BP has announced details of a new strategy that it says will reshape its business from being an international oil company focused on producing resources to an integrated energy company specialising in delivering solutions for customers. In related news, BP and six other top oil companies have downgraded their asset valuations by $87bn since the end of 2019.
 
BP's plan includes a commitment to increase annual low carbon investment 10-fold to around $5 billion a year. The announcement follows an earlier commitment by the company to sharply cut net carbon emissions by 2050 or sooner.
 
BP says the increased investment will allow it to build an integrated portfolio of low carbon technologies, including renewables, bioenergy and early positions in hydrogen and CCUS.
 
As part of its strategy, BP says it aims to increase its electric vehicle recharging points from 7,500 to 70,000.
 
By 2030, the company aims to have developed around 50GW of net renewable generating capacity – a 20-fold increase from 2019 – and to have doubled its consumer interactions to 20 million a day.
 
Over the same period, bp’s oil and gas production is expected to reduce by at least one million barrels of oil equivalent a day, or 40%, from 2019 levels. It says that it expects its remaining hydrocarbon portfolio is expected to be more cost and carbon resilient.
 
The company has also set out a new financial frame "to support a fundamental shift in how it allocates capital, towards low carbon and other energy transition activities." 
 
BP's Chairman, Helge Lund, said: “Energy markets are fundamentally changing, shifting towards low carbon, driven by societal expectations, technology and changes in consumer preferences. And in these transforming markets, bp can compete and create value, based on our skills, experience and relationships.”
 
CEO, Bernard Looney, said: “bp has been an international oil company for over a century - defined by two core commodities produced by two core businesses. Now we are pivoting to become an integrated energy company - from IOC to IEC. From a company driven by the production of resources to one that that’s focused on delivering energy solutions for customers.
 
“We believe our new strategy provides a comprehensive and coherent approach to turn our net zero ambition into action. This coming decade is critical for the world in the fight against climate change, and to drive the necessary change in global energy systems will require action from everyone. 
 
BP says is will become a very different company as a result of delivering the strategy By 2030, BP aims for:
  • investment in low carbon energy to have increased from around $500 million to around $5 billion a year; 
  • developed renewable generating capacity to have grown from 2.5GW in 2019 to around 50GW;
  • bioenergy production to have risen from 22,000 b/d to more than 100,000 b/d;
  • hydrogen business to have grown to have 10% share of core markets;
  • global customer interactions to have risen from 10 million to 20 million a day;
  • electric vehicle charging points to have increased from 7,500 to over 70,000; and
  • energy partnerships with 10-15 major cities around the world and three core industries.

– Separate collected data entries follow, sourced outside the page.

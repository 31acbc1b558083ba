//! Minimap configuration.

use serde::{Deserialize, Serialize};
use std::time::Duration;
use thiserror::Error;

/// Default document-to-canvas scale factor.
pub const DEFAULT_SCALE: f64 = 0.08;

/// Default logical canvas width in pixels.
pub const DEFAULT_WIDTH: f64 = 180.0;

/// Configuration errors.
#[derive(Debug, Error)]
pub enum ConfigError {
    #[error("Invalid value for {field}: {reason}")]
    Invalid { field: &'static str, reason: String },
    #[error("Parse error: {0}")]
    Parse(#[from] serde_json::Error),
}

/// Tunables for the minimap pipeline and its scheduler.
///
/// The same `scale` is handed to every consumer of a render pass, so base
/// content, highlights and the viewport indicator always line up.
#[derive(Debug, Clone, PartialEq, Serialize, Deserialize)]
#[serde(default)]
pub struct MinimapConfig {
    /// Document-space to canvas-space ratio.
    pub scale: f64,
    /// Logical canvas width in pixels.
    pub width: f64,
    /// Window height kept free for panel chrome; caps the canvas height.
    pub reserved_chrome: f64,
    /// Minimum on-canvas height of the viewport indicator.
    pub min_viewport_height: f64,
    /// Maximum synthetic text lines painted per element.
    pub max_text_lines: usize,
    /// Seed for the synthetic text line widths.
    pub text_seed: u32,
    /// Periodic full render interval.
    pub periodic_interval_ms: u64,
    /// Quiet period after structural mutations.
    pub structural_debounce_ms: u64,
    /// Quiet period after highlight mutations.
    pub highlight_debounce_ms: u64,
    /// Minimum spacing between viewport updates while scrolling.
    pub scroll_throttle_ms: u64,
}

impl Default for MinimapConfig {
    fn default() -> Self {
        Self {
            scale: DEFAULT_SCALE,
            width: DEFAULT_WIDTH,
            reserved_chrome: 100.0,
            min_viewport_height: 8.0,
            max_text_lines: 10,
            text_seed: 0x5eed_1234,
            periodic_interval_ms: 2000,
            structural_debounce_ms: 200,
            highlight_debounce_ms: 100,
            scroll_throttle_ms: 16,
        }
    }
}

impl MinimapConfig {
    /// Parse a configuration from JSON. Missing fields take their defaults.
    pub fn from_json(json: &str) -> Result<Self, ConfigError> {
        let config: Self = serde_json::from_str(json)?;
        config.validate()?;
        Ok(config)
    }

    /// Reject values the pipeline cannot work with.
    pub fn validate(&self) -> Result<(), ConfigError> {
        if !(self.scale.is_finite() && self.scale > 0.0) {
            return Err(ConfigError::Invalid {
                field: "scale",
                reason: format!("must be a positive number, got {}", self.scale),
            });
        }
        if !(self.width.is_finite() && self.width > 0.0) {
            return Err(ConfigError::Invalid {
                field: "width",
                reason: format!("must be a positive number, got {}", self.width),
            });
        }
        let sizes = [
            ("reserved_chrome", self.reserved_chrome),
            ("min_viewport_height", self.min_viewport_height),
        ];
        for (field, value) in sizes {
            if !(value >= 0.0) {
                return Err(ConfigError::Invalid {
                    field,
                    reason: format!("must be a non-negative number, got {}", value),
                });
            }
        }
        let intervals = [
            ("periodic_interval_ms", self.periodic_interval_ms),
            ("structural_debounce_ms", self.structural_debounce_ms),
            ("highlight_debounce_ms", self.highlight_debounce_ms),
            ("scroll_throttle_ms", self.scroll_throttle_ms),
        ];
        for (field, value) in intervals {
            if value == 0 {
                return Err(ConfigError::Invalid {
                    field,
                    reason: "must be at least 1 ms".to_string(),
                });
            }
        }
        Ok(())
    }

    pub fn periodic_interval(&self) -> Duration {
        Duration::from_millis(self.periodic_interval_ms)
    }

    pub fn structural_debounce(&self) -> Duration {
        Duration::from_millis(self.structural_debounce_ms)
    }

    pub fn highlight_debounce(&self) -> Duration {
        Duration::from_millis(self.highlight_debounce_ms)
    }

    pub fn scroll_throttle(&self) -> Duration {
        Duration::from_millis(self.scroll_throttle_ms)
    }
}
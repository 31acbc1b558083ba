//! Software rasterization of a recorded display list.
//!
//! Every draw call is an axis-aligned rectangle, so coverage is computed
//! exactly as the overlap area between the shape and each pixel square.

use crate::surface::{DisplayList, DrawCommand, Surface};
use kurbo::Rect;
use peniko::Color;

/// RGBA8 image, row-major, straight alpha.
#[derive(Debug, Clone)]
pub struct RasterImage {
    pub rgba_data: Vec<u8>,
    pub width: u32,
    pub height: u32,
}

impl RasterImage {
    /// Pixel at `(x, y)` as `[r, g, b, a]`.
    pub fn pixel(&self, x: u32, y: u32) -> Option<[u8; 4]> {
        if x >= self.width || y >= self.height {
            return None;
        }
        let i = ((y * self.width + x) * 4) as usize;
        let px = self.rgba_data.get(i..i + 4)?;
        Some([px[0], px[1], px[2], px[3]])
    }
}

/// Premultiplied float accumulation buffer.
struct Canvas {
    width: usize,
    height: usize,
    pixels: Vec<[f32; 4]>,
}

impl Canvas {
    fn new(width: usize, height: usize) -> Self {
        Self {
            width,
            height,
            pixels: vec![[0.0; 4]; width * height],
        }
    }

    /// Composite `color` source-over, weighted by the per-pixel coverage.
    fn paint(&mut self, bounds: Rect, color: Color, coverage: impl Fn(Rect) -> f64) {
        let bounds = bounds.intersect(Rect::new(0.0, 0.0, self.width as f64, self.height as f64));
        if bounds.width() <= 0.0 || bounds.height() <= 0.0 {
            return;
        }

        let rgba = color.to_rgba8();
        let src = [rgba.r as f32 / 255.0, rgba.g as f32 / 255.0, rgba.b as f32 / 255.0];
        let src_alpha = rgba.a as f32 / 255.0;

        let x0 = bounds.x0.floor() as usize;
        let y0 = bounds.y0.floor() as usize;
        let x1 = (bounds.x1.ceil() as usize).min(self.width);
        let y1 = (bounds.y1.ceil() as usize).min(self.height);

        for y in y0..y1 {
            for x in x0..x1 {
                let cell = Rect::new(x as f64, y as f64, x as f64 + 1.0, y as f64 + 1.0);
                let alpha = src_alpha * coverage(cell).clamp(0.0, 1.0) as f32;
                if alpha <= 0.0 {
                    continue;
                }
                let dst = &mut self.pixels[y * self.width + x];
                let keep = 1.0 - alpha;
                dst[0] = src[0] * alpha + dst[0] * keep;
                dst[1] = src[1] * alpha + dst[1] * keep;
                dst[2] = src[2] * alpha + dst[2] * keep;
                dst[3] = alpha + dst[3] * keep;
            }
        }
    }

    fn into_image(self) -> RasterImage {
        let mut rgba_data = Vec::with_capacity(self.pixels.len() * 4);
        for [r, g, b, a] in self.pixels {
            if a <= 0.0 {
                rgba_data.extend_from_slice(&[0, 0, 0, 0]);
                continue;
            }
            let channel = |v: f32| ((v / a).clamp(0.0, 1.0) * 255.0).round() as u8;
            rgba_data.extend_from_slice(&[channel(r), channel(g), channel(b), (a.clamp(0.0, 1.0) * 255.0).round() as u8]);
        }
        RasterImage {
            rgba_data,
            width: self.width as u32,
            height: self.height as u32,
        }
    }
}

fn overlap(a: Rect, b: Rect) -> f64 {
    let w = a.x1.min(b.x1) - a.x0.max(b.x0);
    let h = a.y1.min(b.y1) - a.y0.max(b.y0);
    if w <= 0.0 || h <= 0.0 { 0.0 } else { w * h }
}

/// Rasterize the list's commands at its logical size, one pixel per unit.
pub fn rasterize(list: &DisplayList) -> RasterImage {
    let size = list_size(list);
    let mut canvas = Canvas::new(size.0, size.1);

    for command in list.commands() {
        match *command {
            DrawCommand::Fill { rect, color } => {
                let rect = rect.abs();
                canvas.paint(rect, color, |cell| overlap(rect, cell));
            }
            DrawCommand::Stroke { rect, color, width } => {
                if width <= 0.0 {
                    continue;
                }
                let rect = rect.abs();
                let half = width / 2.0;
                let outer = rect.inflate(half, half);
                let inner = rect.inflate(-half, -half);
                let hollow = inner.width() > 0.0 && inner.height() > 0.0;
                canvas.paint(outer, color, |cell| {
                    let inside = if hollow { overlap(inner, cell) } else { 0.0 };
                    overlap(outer, cell) - inside
                });
            }
        }
    }

    canvas.into_image()
}

fn list_size(list: &DisplayList) -> (usize, usize) {
    let size = list.size();
    let dim = |v: f64| if v.is_finite() && v > 0.0 { v.ceil() as usize } else { 0 };
    (dim(size.width), dim(size.height))
}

Over the same time, upstream oil and gas production is expected to reduce from 2.6 million barrels of oil equivalent a day (mmboe/d) in 2019 to around 1.5mmboe/d; and refining throughput is expected to fall from 1.7 million barrels a day (mmb/d) in 2019 to around 1.2mmb/d.
 
In related news, BP, Shell and others amongst the world’s largest listed oil companies have wiped nearly $90bn from the value of their oil and gas assets in the last nine months, Carbon Tracker analysis shows.
 
The  analysis suggests that the coronavirus pandemic may be accelerating the global shift away from fossil fuels.
 
The climate finance thinktank Carbon Tracker shows that in the last three month alone, Shell, BP, Total, Chevron, Repsol, Eni and Equinor have reported downgrades on the value of their assets totalling almost $55bn.
 
The Guardian reports that oil companies have cut their projections for oil prices. Over the last year, BP has cut its forecasts by almost a third, to an average of $55 a barrel between 2020 and 2050. Shell has cut its forecasts from $60 a barrel to an average of $35 a barrel this year, rising to $40 next year, $50 in 2022 and $60 from 2023.